◆ TASK TO CARRY OUT: When the word "email" shows up in a line of the data below, copy that whole line.

◆ AVAILABLE DATA:
● ● ● ●
//! Retrying client for the keeper-sso RPC surface.
//!
//! Every call is bounded by a per-attempt timeout. Transient failures
//! (see [`RpcCode::is_transient`]) are retried with a linear backoff until
//! `retries_count` attempts have been made; any other failure is returned
//! to the caller immediately.

use async_trait::async_trait;
use serde::{de::DeserializeOwned, Serialize};
use std::time::Duration;

use super::{
    Identity, IdentityError, IsAdminRequest, IsAdminResponse, LoginRequest, LoginResponse,
    RegisterRequest, RegisterResponse, RpcCode, RpcStatus, IS_ADMIN_PATH, LOGIN_PATH,
    REGISTER_PATH,
};
use crate::config::SsoClientConfig;

const DEFAULT_BACKOFF: Duration = Duration::from_millis(50);

#[derive(Debug, Clone)]
pub struct IdentityClient {
    http: reqwest::Client,
    base_url: String,
    timeout: Duration,
    max_attempts: u32,
    backoff: Duration,
}

impl IdentityClient {
    pub fn new(config: &SsoClientConfig) -> Result<Self, IdentityError> {
        let http = reqwest::Client::builder()
            .build()
            .map_err(|e| IdentityError::new(RpcCode::Internal, format!("failed to build http client: {}", e)))?;

        Ok(Self {
            http,
            base_url: config.address.trim_end_matches('/').to_string(),
            timeout: config.timeout(),
            max_attempts: config.retries_count.max(1),
            backoff: DEFAULT_BACKOFF,
        })
    }

    /// Override the delay unit between attempts (attempt `n` waits `n * backoff`)
    pub fn with_backoff(mut self, backoff: Duration) -> Self {
        self.backoff = backoff;
        self
    }

    async fn call<Req, Resp>(&self, operation: &'static str, path: &str, body: &Req) -> Result<Resp, IdentityError>
    where
        Req: Serialize + Sync,
        Resp: DeserializeOwned,
    {
        let mut attempt: u32 = 1;
        loop {
            match self.call_once(path, body).await {
                Ok(value) => {
                    if attempt > 1 {
                        tracing::debug!(operation, attempt, "identity call succeeded after retry");
                    }
                    return Ok(value);
                }
                Err(err) if err.is_transient() && attempt < self.max_attempts => {
                    let delay = self.backoff * attempt;
                    tracing::debug!(
                        operation,
                        attempt,
                        max_attempts = self.max_attempts,
                        delay_ms = delay.as_millis() as u64,
                        error = %err,
                        "transient identity error, retrying"
                    );
                    tokio::time::sleep(delay).await;
                    attempt += 1;
                }
                Err(err) => {
                    tracing::debug!(operation, attempt, error = %err, "identity call failed");
                    return Err(err);
                }
            }
        }
    }

    async fn call_once<Req, Resp>(&self, path: &str, body: &Req) -> Result<Resp, IdentityError>
    where
        Req: Serialize + Sync,
        Resp: DeserializeOwned,
    {
        let url = format!("{}{}", self.base_url, path);
        let response = self
            .http
            .post(&url)
            .timeout(self.timeout)
            .json(body)
            .send()
            .await
            .map_err(transport_error)?;

        let status = response.status();
        if status.is_success() {
            return response.json::<Resp>().await.map_err(|e| {
                if e.is_timeout() {
                    transport_error(e)
                } else {
                    IdentityError::new(RpcCode::Internal, format!("malformed response: {}", e))
                }
            });
        }

        match response.json::<RpcStatus>().await {
            Ok(rpc_status) => Err(rpc_status.into()),
            Err(_) => Err(IdentityError::new(
                RpcCode::from_http_status(status),
                format!("identity service returned {}", status),
            )),
        }
    }
}

fn transport_error(err: reqwest::Error) -> IdentityError {
    if err.is_timeout() {
        IdentityError::new(RpcCode::DeadlineExceeded, "identity call timed out")
    } else if err.is_connect() {
        IdentityError::new(RpcCode::Unavailable, format!("identity service unreachable: {}", err))
    } else {
        IdentityError::new(RpcCode::Unavailable, format!("identity transport error: {}", err))
    }
}

#[async_trait]
impl Identity for IdentityClient {
    async fn register(&self, email: &str, password: &str) -> Result<i64, IdentityError> {
        let request = RegisterRequest {
            email: email.to_string(),
            password: password.to_string(),
        };
        let response: RegisterResponse = self.call("register", REGISTER_PATH, &request).await?;
        Ok(response.user_id)
    }

    async fn login(&self, email: &str, password: &str, app_id: i32) -> Result<String, IdentityError> {
        let request = LoginRequest {
            email: email.to_string(),
            password: password.to_string(),
            app_id,
        };
        let response: LoginResponse = self.call("login", LOGIN_PATH, &request).await?;
        Ok(response.token)
    }

    async fn is_admin(&self, user_id: i64) -> Result<bool, IdentityError> {
        let request = IsAdminRequest { user_id };
        let response: IsAdminResponse = self.call("is_admin", IS_ADMIN_PATH, &request).await?;
        Ok(response.is_admin)
    }
}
● ● ● ●
◆ WORKED SOLUTION:
    async fn register(&self, email: &str, password: &str) -> Result<i64, IdentityError> {
            email: email.to_string(),
    async fn login(&self, email: &str, password: &str, app_id: i32) -> Result<String, IdentityError> {
            email: email.to_string(),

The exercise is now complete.